Do you remember why Victor is doing this?
He’s been reading books about
science. And getting curious. Then—when he’s seventeen and about to go off to
the university at Ingolstadt (Germany), his beloved mother dies. And his
passion for discovering the secret of life—first ignited by his reading—now flares
into a bonfire with this horrible loss. He throws himself into his scientific
studies.
And then in Chapter 4, he writes
this: After days and nights of incredible
labour and fatigue, I succeeded in discovering the cause of generation and
life; nay, more, I became myself capable of bestowing animation upon lifeless
matter.
In other words, he figured out what
life is—and how to bring dead things
to life. (I’d figured out by this time that some of our seventh-grade teachers could have used a few treatments
by Victor Frankenstein!)
Anyway, you probably know the rest
… Victor’s creature roaming the
countryside, people dying, nothing really working out too well for anyone.

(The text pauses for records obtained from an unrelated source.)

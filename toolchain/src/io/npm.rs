//! Adapter for the `npm` package manager.

use std::fs;
use std::io::{self, Write};
use std::path::{Path, PathBuf};

use anyhow::{Context, Result, anyhow};
use tracing::{debug, instrument, warn};

use crate::core::manifest::parse_manifest;
use crate::io::runner::{ProcessRequest, ProcessRunner, run_checked};
use crate::toolchain::Project;

pub const NPM: &str = "npm";

/// An `npm` executable resolved from the search path.
#[derive(Debug, Clone, PartialEq, Eq)]
pub struct Npm {
    path: PathBuf,
}

impl Npm {
    pub fn locate(runner: &dyn ProcessRunner) -> Option<Self> {
        runner.which(NPM).map(|path| Self { path })
    }

    pub fn path(&self) -> &Path {
        &self.path
    }

    fn request(&self, project: &Project<'_>) -> ProcessRequest {
        ProcessRequest::new(&self.path, project.root())
    }

    /// Directory npm installs package executables into (`npm bin`, trimmed).
    #[instrument(skip_all)]
    pub fn bin_dir(&self, project: &Project<'_>) -> Result<PathBuf> {
        let request = self.request(project).arg("bin");
        let output = run_checked(project.runner(), &request, project.exec(), &mut io::sink())
            .context("get npm bin path")?;
        let path = output.stdout_lossy().trim().to_string();
        if path.is_empty() {
            return Err(anyhow!("`npm bin` printed an empty path"));
        }
        debug!(bin_dir = %path, "resolved npm bin directory");
        Ok(PathBuf::from(path))
    }

    /// `npm install` with no extra arguments, streaming output to `out`.
    #[instrument(skip_all)]
    pub fn install(&self, project: &Project<'_>, out: &mut (dyn Write + Send)) -> Result<()> {
        let request = self.request(project).arg("install").streaming(true);
        run_checked(project.runner(), &request, project.exec(), out)?;
        Ok(())
    }

    /// Whether `name` is available to the project.
    ///
    /// The manifest's dependency tables are consulted first; if they do not declare the
    /// package, npm is asked (`npm ls --json --depth 0 <name>`) and a zero exit means yes.
    /// Never errors: an unreadable manifest or a probe that cannot start means "absent".
    #[instrument(skip(self, project, manifest_path))]
    pub fn dependency_exists(
        &self,
        project: &Project<'_>,
        manifest_path: &Path,
        name: &str,
    ) -> bool {
        let declared = fs::read_to_string(manifest_path)
            .with_context(|| format!("read {}", manifest_path.display()))
            .and_then(|raw| parse_manifest(&raw));
        match declared {
            Ok(manifest) if manifest.declares(name) => {
                debug!("dependency declared in manifest");
                return true;
            }
            Ok(_) => debug!("dependency not declared in manifest, probing npm"),
            Err(err) => warn!(err = %format!("{err:#}"), "manifest unreadable, probing npm"),
        }
        self.probe_dependency(project, name)
    }

    fn probe_dependency(&self, project: &Project<'_>, name: &str) -> bool {
        let request = self
            .request(project)
            .args(["ls", "--json", "--depth", "0", name]);
        match project
            .runner()
            .run(&request, project.exec(), &mut io::sink())
        {
            Ok(output) => {
                debug!(exit_code = ?output.exit_code, "dependency probe finished");
                output.success()
            }
            Err(err) => {
                debug!(err = %format!("{err:#}"), "dependency probe could not start");
                false
            }
        }
    }
}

Anyway, I was amused at the
coincidence that our Science Fair also occurred “on a dreary night in November”—cold
rain, the early dark of late fall. Depressing. But still, the streets of
Franconia glimmered with the headlights of all the cars heading to the school.

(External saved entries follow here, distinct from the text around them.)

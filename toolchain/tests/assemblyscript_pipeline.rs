//! End-to-end scenarios for the AssemblyScript toolchain.
//!
//! Each test drives `verify`, `initialize` or `build` through the `Toolchain`
//! contract against a temporary project and a scripted process runner, then
//! checks the progress output, the error classification and which external
//! commands were (or were not) invoked.

use std::ffi::OsString;
use std::fs;
use std::path::Path;

use compute_toolchain::assemblyscript::AssemblyScript;
use compute_toolchain::error::{Remediation, RemediationError, ToolchainError};
use compute_toolchain::io::npm::NPM;
use compute_toolchain::registry::Registry;
use compute_toolchain::test_support::{Scripted, ScriptedRunner, TestProject};
use compute_toolchain::toolchain::{BuildRequest, Toolchain};

fn remediation(err: ToolchainError) -> RemediationError {
    match err {
        ToolchainError::Remediation(err) => err,
        ToolchainError::Internal(err) => panic!("expected remediation, got internal: {err:#}"),
    }
}

fn lines(out: &[u8]) -> Vec<String> {
    String::from_utf8_lossy(out)
        .lines()
        .map(str::to_string)
        .collect()
}

fn entries(root: &Path) -> Vec<OsString> {
    let mut names: Vec<OsString> = fs::read_dir(root)
        .expect("read dir")
        .map(|entry| entry.expect("dir entry").file_name())
        .collect();
    names.sort();
    names
}

fn node_install_page() -> Remediation {
    Remediation::Visit {
        what: "Node.js and npm".to_string(),
        url: "https://nodejs.org/".to_string(),
    }
}

/// All prerequisites present: four progress lines, in check order, and no writes.
#[test]
fn verify_passes_with_four_progress_lines() {
    let test = TestProject::new().expect("project");
    let manifest = test.write_assemblyscript_manifest().expect("manifest");
    let compiler = test.install_compiler().expect("compiler");
    let runner = test.ready_runner();
    let project = test.project(&runner);
    let registry = Registry::default();
    let toolchain = registry.select("assemblyscript").expect("select");
    let before = entries(test.root());
    let mut out = Vec::new();

    toolchain.verify(&project, &mut out).expect("verify");

    assert_eq!(
        lines(&out),
        vec![
            "Found npm at /usr/local/bin/npm".to_string(),
            format!("Found package.json at {}", manifest.display()),
            "Found assemblyscript in package.json".to_string(),
            format!("Found asc at {}", compiler.display()),
        ]
    );
    // The manifest declares the compiler, so npm is only asked for its bin dir.
    assert_eq!(runner.command_lines(), vec!["npm bin"]);
    assert_eq!(entries(test.root()), before);
}

#[test]
fn verify_without_npm_points_at_node_install() {
    let test = TestProject::new().expect("project");
    test.write_assemblyscript_manifest().expect("manifest");
    let runner = ScriptedRunner::new();
    let project = test.project(&runner);
    let before = entries(test.root());
    let mut out = Vec::new();

    let err = remediation(AssemblyScript.verify(&project, &mut out).unwrap_err());

    assert_eq!(err.cause, "`npm` not found in $PATH");
    assert_eq!(err.remediation, node_install_page());
    assert!(out.is_empty());
    assert!(runner.calls().is_empty());
    assert_eq!(entries(test.root()), before);
}

#[test]
fn initialize_without_npm_points_at_node_install() {
    let test = TestProject::new().expect("project");
    test.write_assemblyscript_manifest().expect("manifest");
    let runner = ScriptedRunner::new();
    let project = test.project(&runner);
    let before = entries(test.root());
    let mut out = Vec::new();

    let err = remediation(AssemblyScript.initialize(&project, &mut out).unwrap_err());

    assert_eq!(err.remediation, node_install_page());
    assert!(runner.calls().is_empty());
    assert_eq!(entries(test.root()), before);
}

/// npm present, manifest absent: stops at the manifest check with `npm init`.
#[test]
fn verify_without_manifest_stops_before_later_checks() {
    let test = TestProject::new().expect("project");
    test.install_compiler().expect("compiler");
    let runner = test.ready_runner();
    let project = test.project(&runner);
    let mut out = Vec::new();

    let err = remediation(AssemblyScript.verify(&project, &mut out).unwrap_err());

    assert_eq!(err.cause, "package.json not found");
    assert_eq!(err.remediation, Remediation::Run("npm init".to_string()));
    assert_eq!(lines(&out), vec!["Found npm at /usr/local/bin/npm"]);
    assert!(runner.calls().is_empty());
}

#[test]
fn verify_reports_missing_compiler_dependency() {
    let test = TestProject::new().expect("project");
    test.write_manifest(r#"{"name":"app","dependencies":{}}"#)
        .expect("manifest");
    let runner = ScriptedRunner::new()
        .with_program(NPM, "/usr/local/bin/npm")
        .respond("npm ls", Scripted::exit(1).with_stdout("{}"));
    let project = test.project(&runner);
    let mut out = Vec::new();

    let err = remediation(AssemblyScript.verify(&project, &mut out).unwrap_err());

    assert_eq!(err.cause, "`assemblyscript` not found in package.json");
    assert_eq!(
        err.remediation,
        Remediation::Run("npm install --save-dev assemblyscript".to_string())
    );
    assert_eq!(
        runner.command_lines(),
        vec!["npm ls --json --depth 0 assemblyscript"]
    );
    assert_eq!(lines(&out).len(), 2);
}

#[test]
fn verify_accepts_dependency_resolved_by_npm() {
    let test = TestProject::new().expect("project");
    test.write_manifest(r#"{"name":"app"}"#).expect("manifest");
    test.install_compiler().expect("compiler");
    let runner = test.ready_runner();
    let project = test.project(&runner);
    let mut out = Vec::new();

    AssemblyScript.verify(&project, &mut out).expect("verify");

    assert_eq!(
        runner.command_lines(),
        vec!["npm ls --json --depth 0 assemblyscript", "npm bin"]
    );
}

/// An unresolvable bin directory and a missing compiler get different fixes.
#[test]
fn bin_dir_failure_and_missing_compiler_are_distinct() {
    let test = TestProject::new().expect("project");
    test.write_assemblyscript_manifest().expect("manifest");

    let broken_npm = ScriptedRunner::new()
        .with_program(NPM, "/usr/local/bin/npm")
        .respond("npm bin", Scripted::exit(1).with_stderr("Unknown command: \"bin\""));
    let project = test.project(&broken_npm);
    let err = remediation(AssemblyScript.verify(&project, &mut Vec::new()).unwrap_err());
    assert_eq!(err.cause, "could not determine npm bin path");
    assert_eq!(
        err.remediation,
        Remediation::Run("npm install --global npm@latest".to_string())
    );

    let runner = test.ready_runner();
    let project = test.project(&runner);
    let err = remediation(AssemblyScript.verify(&project, &mut Vec::new()).unwrap_err());
    assert_eq!(
        err.cause,
        format!("`asc` binary not found in {}", test.npm_bin_dir().display())
    );
    assert_eq!(
        err.remediation,
        Remediation::Run("npm install --save-dev assemblyscript".to_string())
    );
}

/// A compiler that is present but cannot be executed needs reinstalling, not a build attempt.
#[cfg(unix)]
#[test]
fn verify_rejects_non_executable_compiler() {
    use std::os::unix::fs::PermissionsExt;

    let test = TestProject::new().expect("project");
    test.write_assemblyscript_manifest().expect("manifest");
    let compiler = test.install_compiler().expect("compiler");
    fs::set_permissions(&compiler, fs::Permissions::from_mode(0o644)).expect("chmod");
    let runner = test.ready_runner();
    let project = test.project(&runner);

    let mut out = Vec::new();
    let err = remediation(AssemblyScript.verify(&project, &mut out).unwrap_err());
    assert_eq!(
        err.cause,
        format!("`asc` binary not found in {}", test.npm_bin_dir().display())
    );
    assert_eq!(
        err.remediation,
        Remediation::Run("npm install --save-dev assemblyscript".to_string())
    );
    assert_eq!(lines(&out).len(), 3);
}

#[test]
fn initialize_runs_npm_install_and_streams_output() {
    let test = TestProject::new().expect("project");
    test.write_assemblyscript_manifest().expect("manifest");
    let runner = test.ready_runner();
    let project = test.project(&runner);
    let mut out = Vec::new();

    AssemblyScript.initialize(&project, &mut out).expect("initialize");

    let calls = runner.calls();
    assert_eq!(calls.len(), 1);
    assert_eq!(calls[0].display_command(), "npm install");
    assert!(calls[0].stream);
    assert_eq!(calls[0].workdir, test.root());
    let out = lines(&out);
    assert_eq!(out.len(), 3);
    assert!(out[0].starts_with("Found npm at"));
    assert!(out[1].starts_with("Found package.json at"));
    assert_eq!(out[2], "added 1 package");
}

#[test]
fn initialize_twice_succeeds() {
    let test = TestProject::new().expect("project");
    test.write_assemblyscript_manifest().expect("manifest");
    let runner = test.ready_runner();
    let project = test.project(&runner);

    AssemblyScript
        .initialize(&project, &mut Vec::new())
        .expect("first");
    AssemblyScript
        .initialize(&project, &mut Vec::new())
        .expect("second");
    assert_eq!(runner.command_lines(), vec!["npm install", "npm install"]);
}

#[test]
fn initialize_without_manifest_does_not_install() {
    let test = TestProject::new().expect("project");
    let runner = test.ready_runner();
    let project = test.project(&runner);

    let err = remediation(
        AssemblyScript
            .initialize(&project, &mut Vec::new())
            .unwrap_err(),
    );
    assert_eq!(err.remediation, Remediation::Run("npm init".to_string()));
    assert!(runner.calls().is_empty());
}

#[test]
fn failed_install_is_internal() {
    let test = TestProject::new().expect("project");
    test.write_assemblyscript_manifest().expect("manifest");
    let runner = ScriptedRunner::new()
        .with_program(NPM, "/usr/local/bin/npm")
        .respond("npm install", Scripted::exit(1).with_stderr("npm ERR! network"));
    let project = test.project(&runner);
    let mut out = Vec::new();

    let err = AssemblyScript.initialize(&project, &mut out).unwrap_err();
    assert!(!err.is_remediation());
    assert!(String::from_utf8_lossy(&out).contains("npm ERR! network"));
}

/// Building twice targets the same artifact and tolerates the existing bin dir.
#[test]
fn build_is_repeatable() {
    let test = TestProject::new().expect("project");
    test.write_assemblyscript_manifest().expect("manifest");
    let runner = test.ready_runner();
    let project = test.project(&runner);
    let request = BuildRequest { verbose: false };

    AssemblyScript
        .build(&project, request, &mut Vec::new())
        .expect("first build");
    assert!(test.root().join("bin").is_dir());
    AssemblyScript
        .build(&project, request, &mut Vec::new())
        .expect("second build");

    let compiles: Vec<_> = runner
        .calls()
        .into_iter()
        .filter(|call| call.program.ends_with("asc"))
        .collect();
    assert_eq!(compiles.len(), 2);
    assert_eq!(compiles[0], compiles[1]);
    assert_eq!(compiles[0].program, test.npm_bin_dir().join("asc"));
    assert_eq!(compiles[0].workdir, test.root());
    let artifact = test.root().join("bin").join("main.wasm");
    let output_arg = compiles[0]
        .args
        .iter()
        .position(|arg| arg == "--binaryFile")
        .map(|index| compiles[0].args[index + 1].clone());
    assert_eq!(output_arg, Some(artifact.into_os_string()));
}

#[test]
fn quiet_build_captures_compiler_output() {
    let test = TestProject::new().expect("project");
    let runner = test.ready_runner();
    let project = test.project(&runner);
    let mut out = Vec::new();

    AssemblyScript
        .build(&project, BuildRequest { verbose: false }, &mut out)
        .expect("build");

    let compile = runner.calls().pop().expect("compile call");
    assert!(!compile.stream);
    assert!(!compile.args.iter().any(|arg| arg == "--verbose"));
    assert!(out.is_empty());
}

#[test]
fn verbose_build_streams_and_passes_flag_last() {
    let test = TestProject::new().expect("project");
    let runner = test.ready_runner();
    let project = test.project(&runner);
    let mut out = Vec::new();

    AssemblyScript
        .build(&project, BuildRequest { verbose: true }, &mut out)
        .expect("build");

    let compile = runner.calls().pop().expect("compile call");
    assert!(compile.stream);
    assert_eq!(
        compile.args.last().map(|arg| arg.to_string_lossy().into_owned()),
        Some("--verbose".to_string())
    );
    assert_eq!(
        compile.args.iter().filter(|arg| *arg == "--verbose").count(),
        1
    );
    assert_eq!(lines(&out), vec!["compiled"]);
}

#[test]
fn compiler_failure_is_internal_with_output() {
    let test = TestProject::new().expect("project");
    let runner = ScriptedRunner::new()
        .with_program(NPM, "/usr/local/bin/npm")
        .respond(
            "npm bin",
            Scripted::ok().with_stdout(&format!("{}\n", test.npm_bin_dir().display())),
        )
        .respond(
            "asc",
            Scripted::exit(1).with_stderr("ERROR TS2304: Cannot find name 'foo'."),
        );
    let project = test.project(&runner);

    let err = AssemblyScript
        .build(&project, BuildRequest::default(), &mut Vec::new())
        .unwrap_err();

    assert!(!err.is_remediation());
    let msg = match err {
        ToolchainError::Internal(err) => format!("{err:#}"),
        ToolchainError::Remediation(err) => panic!("unexpected remediation: {err}"),
    };
    assert!(msg.contains("compile AssemblyScript"));
    assert!(msg.contains("Cannot find name 'foo'"));
}

#[test]
fn build_without_npm_is_internal() {
    let test = TestProject::new().expect("project");
    let runner = ScriptedRunner::new();
    let project = test.project(&runner);

    let err = AssemblyScript
        .build(&project, BuildRequest::default(), &mut Vec::new())
        .unwrap_err();
    assert!(!err.is_remediation());
    assert!(runner.calls().is_empty());
}

#[test]
fn build_fails_when_output_dir_is_a_file() {
    let test = TestProject::new().expect("project");
    fs::write(test.root().join("bin"), "not a directory").expect("write");
    let runner = test.ready_runner();
    let project = test.project(&runner);

    let err = AssemblyScript
        .build(&project, BuildRequest::default(), &mut Vec::new())
        .unwrap_err();
    assert!(!err.is_remediation());
    assert!(format!("{:#}", err_chain(err)).contains("make bin directory"));
    assert!(runner.calls().is_empty());
}

fn err_chain(err: ToolchainError) -> anyhow::Error {
    match err {
        ToolchainError::Internal(err) => err,
        ToolchainError::Remediation(err) => anyhow::Error::new(err),
    }
}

You would have thought there was a football game or something.
When we arrived at school that
night, we found that there were so many cars in the parking lot that Father
could not find a space and had to drop me in front of the school and then head
off in search for a spot out on a side street somewhere.
Inside was an enormous crowd. Not
all that surprising, really—the more kids are involved in something, the more
people show up to see it. And since everyone in the sixth, seventh, and eighth grades
had been forced to produce a science
fair project, a crowd was guaranteed. Parents (sometimes, in the case of
divorces, more than one set per kid), grandparents (ditto), aunts, uncles,
brothers, sisters. They all shared two things: they had a relative with a
project in the science fair; they couldn’t wait to get out of there.

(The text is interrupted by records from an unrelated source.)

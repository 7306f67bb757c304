//! Structured view of an npm `package.json`.
//!
//! Only the dependency tables are modelled; every other field is ignored.

use std::collections::BTreeMap;

use anyhow::{Context, Result};
use serde::Deserialize;
use serde_json::Value;

/// Dependency tables declared by a `package.json`.
#[derive(Debug, Clone, Default, PartialEq, Deserialize)]
#[serde(default, rename_all = "camelCase")]
pub struct PackageManifest {
    pub dependencies: BTreeMap<String, Value>,
    pub dev_dependencies: BTreeMap<String, Value>,
    pub peer_dependencies: BTreeMap<String, Value>,
    pub optional_dependencies: BTreeMap<String, Value>,
}

impl PackageManifest {
    /// Whether `name` appears in any dependency table.
    pub fn declares(&self, name: &str) -> bool {
        [
            &self.dependencies,
            &self.dev_dependencies,
            &self.peer_dependencies,
            &self.optional_dependencies,
        ]
        .iter()
        .any(|table| table.contains_key(name))
    }
}

pub fn parse_manifest(raw: &str) -> Result<PackageManifest> {
    serde_json::from_str(raw).context("parse package.json")
}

The judging had already been done
that afternoon—but no one knew the results yet. All afternoon we had stood by
our projects while the judges (science teachers from other schools) came by our
tables, looked over our work, asked us questions (to make sure the project
hadn’t been done by Daddy or Mommy or Albert Einstein or the Encyclopedia Britannica), and then
filled out rating sheets.
The winners would be announced in
the evening. After giving the families and friends an hour to look over all the
projects, there would be an assembly in the auditorium. And Mr. Gisborne would
read the names of those who had earned Superior ratings—the names of those who
would be going to Niagara Falls.
Everyone was nervous, for as the
date of the fair approached, just about everyone began to realize that going to
Niagara Falls sounded like a good idea … a very
good idea. The thought of being in school and having to sit there and watch a tour
bus pull away, cruise out of the school driveway—without you—and head for New York … well, that was a thought that more and more kids just didn’t want to
consider. And so I witnessed something I thought I would never see in the
Franconia school: Kids working hard on a school project.